See : Sara Negri & Jan von Plato, Structural Proof Theory (2001), page 64.

Both proof systems need the restriction on the so-called eigenvariable $x$ of the rule, in order to avoid proving invalid formulae.
Consider the following counter-example, assuming $\Gamma = \{ x = 0 \}$ and $\Delta = \emptyset$.
Clearly :

$x=0 \vdash x=0$

and thus, if we disregard the restriction, we can conclude with :

$x=0 \vdash \forall x(x=0)$.

But both natural deduction and sequent calculus have no restrictions on the "deduction theorem" (i.e. the rules $\to$-introduction and $\Rightarrow$-right, respectively) and thus, from the above deduction, we can infer the invalid :


$\vdash (x=0) \to \forall x(x=0)$.




In :


*

*Heinz-Dieter Ebbinghaus & Jörg Flum & Wolfgang Thomas, Mathematical logic (2nd ed 1994)


there is a "weird way" to present sequent calculus. The quantifier $\forall$ is primitive in the syntax [see page 16] but the rules of the calculus regarding it are all "derived".
In order to do this, we have to supplement the calculus with the "usual" equivalence between $\forall$ and $\lnot \exists \lnot$.
If so, we have the following derivation :
0) $\Gamma \ \ \varphi$ --- premise
1) $\Gamma \ \ \alpha \ \ \varphi$ --- for some $\alpha \in \Gamma$
2) $\Gamma \ \ \lnot \varphi \ \ \lnot \alpha$ --- (Cp) [contraposition, page 64]
3) $\Gamma \ \ \exists x \lnot \varphi \ \ \lnot \alpha$ --- 5.1(b) [page 68 : here we need the restriction on $x$ not free in $\Gamma, \alpha$
4) $\Gamma \ \ \lnot \lnot \alpha \ \ \lnot \exists x \lnot \varphi$ --- (Cp) 
5) $\Gamma \ \ \alpha \ \ \lnot \exists x \lnot \varphi$ --- 3.6(a1) [page 65 : double negation]
6) $\Gamma \ \ \lnot \exists x \lnot \varphi$ --- $\alpha \in \Gamma$

7) $\Gamma \ \ \forall x \varphi$ --- from 6) by equivalence of $\lnot \exists \lnot$ and $\forall$ : $x$ not free in $\Gamma$.


You can compare with :


*

*Wolfgang Rautenberg, A Concise Introduction to Mathematical Logic (3rd ed - 2010),


that has a similar "austere" presentation of sequent calculus.
$\forall$ is primitive and the rules for quantifiers [page 92; see also page 79] are : $\forall$-elimination ($\forall1$) and $\forall$-introduction :

$${
X \vdash \alpha^y_x
\over
X \vdash \forall x \alpha
} \ (\forall 2)$$
with $y \notin \text {free} X \cup \text {var} \alpha$.

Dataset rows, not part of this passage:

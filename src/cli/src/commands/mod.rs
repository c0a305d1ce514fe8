pub mod config;
pub mod exercise;
pub mod health;
pub mod query;
pub mod routine;
pub mod session;
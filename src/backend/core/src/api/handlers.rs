//! HTTP handlers.

use async_graphql::http::GraphiQLSource;
use async_graphql_axum::GraphQLRequest;
use axum::{
    extract::State,
    http::{header::CONTENT_TYPE, Method, StatusCode},
    response::{Html, IntoResponse, Response},
    Json,
};
use metrics::counter;
use serde_json::json;
use std::sync::Arc;
use std::time::Duration;
use tracing::{debug, warn};

use super::AppState;
use crate::cache::{self, OperationKind};
use crate::error::KineticError;
use crate::middleware::auth::AuthContext;
use crate::observability::metrics::GRAPHQL_REQUESTS;
use crate::rbac::AuthorizationContext;

const HEALTH_DB_TIMEOUT: Duration = Duration::from_secs(2);

// ═══════════════════════════════════════════════════════════════════════════════
// GraphQL
// ═══════════════════════════════════════════════════════════════════════════════

/// Execute a GraphQL request (`POST /graphql`, or `GET /graphql` for queries).
///
/// Builds the caller's authorization context from its grants, serves
/// error-free query results from the response cache and flushes the cache
/// after every error-free mutation.
pub async fn graphql(
    State(state): State<AppState>,
    method: Method,
    auth: AuthContext,
    request: GraphQLRequest,
) -> Response {
    let request = request.into_inner();
    let kind = OperationKind::classify(&request.query, request.operation_name.as_deref());

    if method == Method::GET && kind != OperationKind::Query {
        counter!(GRAPHQL_REQUESTS, "operation" => kind.as_str(), "outcome" => "rejected")
            .increment(1);
        return (
            StatusCode::METHOD_NOT_ALLOWED,
            Json(json!({
                "errors": [{
                    "message": "GET requests may only execute queries",
                    "extensions": { "code": "BAD_REQUEST" }
                }]
            })),
        )
            .into_response();
    }

    let authz = AuthorizationContext::build(&auth.grants);

    let cache_key = (kind == OperationKind::Query && state.cache.is_enabled())
        .then(|| cache::cache_key(auth.user_id, &authz, &request));

    if let Some(body) = cache_key.as_deref().and_then(|key| state.cache.get(key)) {
        counter!(GRAPHQL_REQUESTS, "operation" => kind.as_str(), "outcome" => "cached")
            .increment(1);
        return json_body(body.to_string());
    }

    debug!(
        operation = kind.as_str(),
        user_id = ?auth.user_id,
        grants = %authz.fingerprint(),
        "Executing GraphQL request"
    );

    let response = state.schema.execute(request.data(authz).data(auth)).await;
    let succeeded = response.errors.is_empty();

    counter!(
        GRAPHQL_REQUESTS,
        "operation" => kind.as_str(),
        "outcome" => if succeeded { "ok" } else { "error" }
    )
    .increment(1);

    let body = match serde_json::to_string(&response) {
        Ok(body) => body,
        Err(e) => return KineticError::from(e).into_response(),
    };

    // Every executed mutation flushes, including ones that reported errors.
    match (kind, cache_key) {
        (OperationKind::Mutation, _) => state.cache.flush(),
        (OperationKind::Query, Some(key)) if succeeded => {
            state.cache.insert(key, Arc::from(body.as_str()))
        }
        _ => {}
    }

    json_body(body)
}

fn json_body(body: String) -> Response {
    ([(CONTENT_TYPE, "application/json")], body).into_response()
}

/// GraphiQL IDE.
pub async fn graphiql() -> impl IntoResponse {
    Html(GraphiQLSource::build().endpoint("/graphql").finish())
}

// ═══════════════════════════════════════════════════════════════════════════════
// Health & Metrics
// ═══════════════════════════════════════════════════════════════════════════════

pub async fn health_check(State(state): State<AppState>) -> impl IntoResponse {
    let database = match tokio::time::timeout(HEALTH_DB_TIMEOUT, state.db.ping()).await {
        Ok(Ok(latency)) => json!({
            "status": "healthy",
            "latency_ms": latency.as_millis() as u64,
            "pool": state.db.pool_stats(),
        }),
        Ok(Err(e)) => {
            warn!(error = %e, "Health check: database unavailable");
            json!({ "status": "unhealthy", "error": e.user_message() })
        }
        Err(_) => {
            warn!("Health check: database ping timed out");
            json!({ "status": "unhealthy", "error": "timed out" })
        }
    };

    let healthy = database["status"] == "healthy";
    let status = if healthy {
        StatusCode::OK
    } else {
        StatusCode::SERVICE_UNAVAILABLE
    };

    (
        status,
        Json(json!({
            "status": if healthy { "healthy" } else { "degraded" },
            "version": env!("CARGO_PKG_VERSION"),
            "timestamp": chrono::Utc::now().to_rfc3339(),
            "components": {
                "database": database,
                "response_cache": { "entries": state.cache.len() },
            }
        })),
    )
}

pub async fn prometheus_metrics(State(state): State<AppState>) -> Response {
    match state.metrics.as_ref() {
        Some(handle) => (
            [(CONTENT_TYPE, "text/plain; version=0.0.4; charset=utf-8")],
            handle.render(),
        )
            .into_response(),
        None => StatusCode::NOT_FOUND.into_response(),
    }
}
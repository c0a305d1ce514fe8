//! HTTP layer for Kinetic.
//!
//! Routes:
//! - `POST /graphql`, `GET /graphql` (queries only)
//! - `GET /` GraphiQL, when enabled
//! - `GET /health`, `GET /metrics`
//!
//! Requests pass through tracing, CORS, compression, a body size limit, CSRF
//! prevention and authentication before reaching a handler.

pub mod handlers;

use axum::{extract::DefaultBodyLimit, http::HeaderValue, routing::get, Router};
use metrics_exporter_prometheus::PrometheusHandle;
use tower_http::{
    compression::CompressionLayer,
    cors::{AllowOrigin, Any, CorsLayer},
    trace::TraceLayer,
};
use tracing::warn;

use crate::cache::ResponseCache;
use crate::config::{Config, ServerConfig};
use crate::db::Database;
use crate::graphql::KineticSchema;
use crate::middleware::{AuthError, AuthLayer, CsrfLayer};

/// Application state shared across handlers.
#[derive(Clone)]
pub struct AppState {
    pub schema: KineticSchema,
    pub db: Database,
    pub cache: ResponseCache,
    pub metrics: Option<PrometheusHandle>,
}

/// Build the router with its middleware stack.
pub fn build_router(state: AppState, config: &Config) -> Result<Router, AuthError> {
    let mut router = Router::new().route(
        "/graphql",
        get(handlers::graphql).post(handlers::graphql),
    );

    if config.server.graphiql {
        router = router.route("/", get(handlers::graphiql));
    }

    Ok(router
        .route("/health", get(handlers::health_check))
        .route("/metrics", get(handlers::prometheus_metrics))
        .layer(AuthLayer::from_config(config.auth.clone())?)
        .layer(CsrfLayer::new(config.csrf.clone()))
        .layer(DefaultBodyLimit::max(config.server.max_body_bytes))
        .layer(CompressionLayer::new())
        .layer(cors(&config.server))
        .layer(TraceLayer::new_for_http())
        .with_state(state))
}

fn cors(server: &ServerConfig) -> CorsLayer {
    let layer = CorsLayer::new().allow_methods(Any).allow_headers(Any);

    if server.cors_origins.is_empty() {
        return layer.allow_origin(Any);
    }

    let origins: Vec<HeaderValue> = server
        .cors_origins
        .iter()
        .filter_map(|origin| match HeaderValue::from_str(origin) {
            Ok(value) => Some(value),
            Err(_) => {
                warn!(%origin, "Ignoring invalid CORS origin");
                None
            }
        })
        .collect();

    layer.allow_origin(AllowOrigin::list(origins))
}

The rules for $\exists$ are derivable [see Exercise 1, page 97].
In this case, it is explicitly said [page 56] that :


Other logical symbols serve throughout merely as abbreviations, namely $∃x \alpha := ¬∀x¬ \alpha$, [...].


Note : the symbol $\varphi^y_x$ stands for [see page 59] the formula that results from replacing all free occurrences of $x$ in $\varphi$ by $y$.